(Stored dataset items)
━━━━━━━━━━━━━━━━

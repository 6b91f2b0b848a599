//! Application shell.
//!
//! An app owns a state value, a view function and a set of reducers. Each
//! reducer is subscribed to the app's own [`Dispatcher`] under its command
//! name; after every command the view is rendered again and patched against
//! the mounted tree.

use std::cell::{Cell, RefCell};
use std::collections::BTreeMap;
use std::fmt;
use std::rc::{Rc, Weak};

use serde::{Deserialize, Serialize};
use serde_json::Value;
use vitrail_atelier::{destroy_dom, mount_dom, patch_dom, Result, RuntimeError, VNode};
use vitrail_carton::CompactString;
use vitrail_fresco::{NodeId, SurfaceRef};

use crate::dispatcher::{Dispatcher, DispatcherOptions, Subscription};

type ViewFn<S> = dyn Fn(&S, &Emitter) -> VNode;
type ReducerFn<S> = dyn Fn(&S, &Value) -> S;

const APP_NAME: &str = "app";

/// Application options.
#[derive(Debug, Clone, Default, PartialEq, Eq, Serialize, Deserialize)]
#[serde(rename_all = "camelCase", default)]
pub struct AppOptions {
    pub dispatcher: DispatcherOptions,
}

/// Initial state, view and reducers of an app.
pub struct AppDefinition<S> {
    state: S,
    view: Box<ViewFn<S>>,
    reducers: BTreeMap<CompactString, Rc<ReducerFn<S>>>,
}

impl<S> AppDefinition<S> {
    pub fn new(state: S, view: impl Fn(&S, &Emitter) -> VNode + 'static) -> Self {
        Self {
            state,
            view: Box::new(view),
            reducers: BTreeMap::new(),
        }
    }

    /// Handle `command` by replacing the state with `reducer(state, payload)`.
    ///
    /// A later reducer for the same command replaces the earlier one.
    pub fn reducer(
        mut self,
        command: impl Into<CompactString>,
        reducer: impl Fn(&S, &Value) -> S + 'static,
    ) -> Self {
        self.reducers.insert(command.into(), Rc::new(reducer));
        self
    }
}

/// Handle given to the view for triggering commands.
#[derive(Clone, Debug)]
pub struct Emitter {
    dispatcher: Dispatcher,
}

impl Emitter {
    /// Dispatch `command` with `payload`.
    pub fn emit(&self, command: &str, payload: Value) -> Result<()> {
        self.dispatcher.dispatch(command, &payload)
    }
}

struct AppInner<S> {
    state: RefCell<S>,
    view: Box<ViewFn<S>>,
    surface: SurfaceRef,
    dispatcher: Dispatcher,
    parent: Cell<Option<NodeId>>,
    vdom: RefCell<Option<VNode>>,
}

impl<S> AppInner<S> {
    fn emitter(&self) -> Emitter {
        Emitter {
            dispatcher: self.dispatcher.clone(),
        }
    }

    fn view(&self) -> VNode {
        let state = self.state.borrow();
        (self.view)(&state, &self.emitter())
    }

    fn reduce(&self, reducer: &ReducerFn<S>, payload: &Value) {
        let next = {
            let state = self.state.borrow();
            reducer(&state, payload)
        };
        *self.state.borrow_mut() = next;
    }

    /// Re-render and patch. Does nothing while the app is not mounted.
    fn render(&self) -> Result<()> {
        let Some(parent) = self.parent.get() else {
            tracing::trace!("app not mounted, skipping render");
            return Ok(());
        };
        let Some(old) = self.vdom.borrow_mut().take() else {
            return Ok(());
        };

        let new = self.view();
        let vdom = patch_dom(old, new, &self.surface, parent, None)?;
        *self.vdom.borrow_mut() = Some(vdom);
        Ok(())
    }
}

/// A running application.
pub struct App<S> {
    inner: Rc<AppInner<S>>,
    subscriptions: Vec<Subscription>,
}

/// Create an app rendering onto `surface` with default options.
pub fn create_app<S: 'static>(definition: AppDefinition<S>, surface: SurfaceRef) -> App<S> {
    create_app_with_options(definition, surface, AppOptions::default())
}

/// Create an app rendering onto `surface`.
pub fn create_app_with_options<S: 'static>(
    definition: AppDefinition<S>,
    surface: SurfaceRef,
    options: AppOptions,
) -> App<S> {
    let AppDefinition {
        state,
        view,
        reducers,
    } = definition;

    let dispatcher = Dispatcher::with_options(options.dispatcher);
    let inner = Rc::new(AppInner {
        state: RefCell::new(state),
        view,
        surface,
        dispatcher: dispatcher.clone(),
        parent: Cell::new(None),
        vdom: RefCell::new(None),
    });

    let mut subscriptions = Vec::with_capacity(reducers.len() + 1);

    let weak: Weak<AppInner<S>> = Rc::downgrade(&inner);
    subscriptions.push(dispatcher.after_every_command(Rc::new(move || -> Result<()> {
        match weak.upgrade() {
            Some(app) => app.render(),
            None => Ok(()),
        }
    })));

    for (command, reducer) in reducers {
        let weak: Weak<AppInner<S>> = Rc::downgrade(&inner);
        subscriptions.push(dispatcher.subscribe(
            command,
            Rc::new(move |payload: &Value| -> Result<()> {
                if let Some(app) = weak.upgrade() {
                    app.reduce(&*reducer, payload);
                }
                Ok(())
            }),
        ));
    }

    App {
        inner,
        subscriptions,
    }
}

impl<S> App<S> {
    /// Render the view and mount it into `parent`.
    pub fn mount(&self, parent: NodeId) -> Result<()> {
        if self.is_mounted() {
            return Err(RuntimeError::AlreadyMounted(APP_NAME.into()));
        }
        tracing::debug!(parent, "mount app");

        let mut vdom = self.inner.view();
        mount_dom(&mut vdom, &self.inner.surface, parent, None, None)?;

        *self.inner.vdom.borrow_mut() = Some(vdom);
        self.inner.parent.set(Some(parent));
        Ok(())
    }

    /// Destroy the tree and drop every subscription of the app.
    pub fn unmount(self) -> Result<()> {
        tracing::debug!("unmount app");

        let mut vdom = self
            .inner
            .vdom
            .borrow_mut()
            .take()
            .ok_or_else(|| RuntimeError::NotMounted(APP_NAME.into()))?;
        destroy_dom(&mut vdom, &self.inner.surface)?;
        self.inner.parent.set(None);

        for subscription in self.subscriptions {
            subscription.unsubscribe();
        }
        Ok(())
    }

    pub fn is_mounted(&self) -> bool {
        self.inner.parent.get().is_some()
    }

    /// Dispatch `command` on the app's dispatcher.
    pub fn emit(&self, command: &str, payload: Value) -> Result<()> {
        self.inner.dispatcher.dispatch(command, &payload)
    }

    pub fn emitter(&self) -> Emitter {
        self.inner.emitter()
    }

    /// The app's own dispatcher, for additional subscriptions.
    pub fn dispatcher(&self) -> &Dispatcher {
        &self.inner.dispatcher
    }

    /// Snapshot of the current state.
    pub fn state(&self) -> S
    where
        S: Clone,
    {
        self.inner.state.borrow().clone()
    }
}

impl<S: fmt::Debug> fmt::Debug for App<S> {
    fn fmt(&self, f: &mut fmt::Formatter<'_>) -> fmt::Result {
        f.debug_struct("App")
            .field("state", &self.inner.state)
            .field("mounted", &self.is_mounted())
            .field("dispatcher", &self.inner.dispatcher)
            .finish()
    }
}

━━━━━━━━━━━━━━━━

Exercise. Please show, exactly as written, every line above that contains the word "AppInner".

Task answer.
struct AppInner<S> {
impl<S> AppInner<S> {
    inner: Rc<AppInner<S>>,
    let inner = Rc::new(AppInner {
    let weak: Weak<AppInner<S>> = Rc::downgrade(&inner);
        let weak: Weak<AppInner<S>> = Rc::downgrade(&inner);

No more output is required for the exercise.